I believe in honesty, and when I worked on this blog more frequently, one of the most valuable things I got from it was the chance to tell my story. It isn’t always pretty. In fact, our holiday card this year tried to reflect that. The first lines were “Wouldn’t it be nice if everyone’s year was all sunshine and roses like most holiday cards try and make it look? Well, our 2016 had its ups and downs. There were some professional disappointments, cranky bodies (thanks to our age), cranky kids (thanks to their age), and a cranky house (thanks to its age). But thank goodness it was balanced by some pretty awesome moments!” Which is true. All of it. And so as I began to write this morning I tried to dig down to that honest place. And you know what I found? I wanted to escape. I didn’t want to deal. I had a few paragraphs written, and the ideas mapped out for telling you what I think of the latest recipe for our country, and miraculously was going to tie it in to my new favorite dinner recipe (impressive, right?), but instead….I said screw it, and went upstairs to grab some coffee and breakfast.
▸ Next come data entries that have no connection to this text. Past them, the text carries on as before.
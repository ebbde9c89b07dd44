use crate::error::ApiError;

pub const MAX_WORDS: usize = 1000;

// Text that passed validation along with its word count
#[derive(Debug, PartialEq)]
pub struct ValidText<'a> {
    pub text: &'a str,
    pub word_count: usize,
}

/// Whitespace-delimited token count of the trimmed text.
pub fn word_count(text: &str) -> usize {
    text.split_whitespace().count()
}

/// Reject absent or blank text and anything over [`MAX_WORDS`].
///
/// The returned `text` is the caller's input untouched; trimming is only
/// used to decide emptiness.
pub fn validate(raw: Option<&str>) -> Result<ValidText<'_>, ApiError> {
    let text = match raw {
        Some(t) if !t.trim().is_empty() => t,
        _ => return Err(ApiError::MissingText),
    };

    let words = word_count(text);
    if words > MAX_WORDS {
        return Err(ApiError::TooManyWords);
    }

    Ok(ValidText {
        text,
        word_count: words,
    })
}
But then I did something on auto-pilot. Instead of taking out the hard boiled eggs, I reached for two sticks of butter. I popped them in the microwave at half power for a minute. Then I put my mixer bowl on the scale, and reached into my cupboard for the sugars. Three of them. White, turbinado, and dark brown. No recipe in front of me, just a formula in my head. Not my formula, mind you. But a brilliant woman named Ashley Rodriguez’s. …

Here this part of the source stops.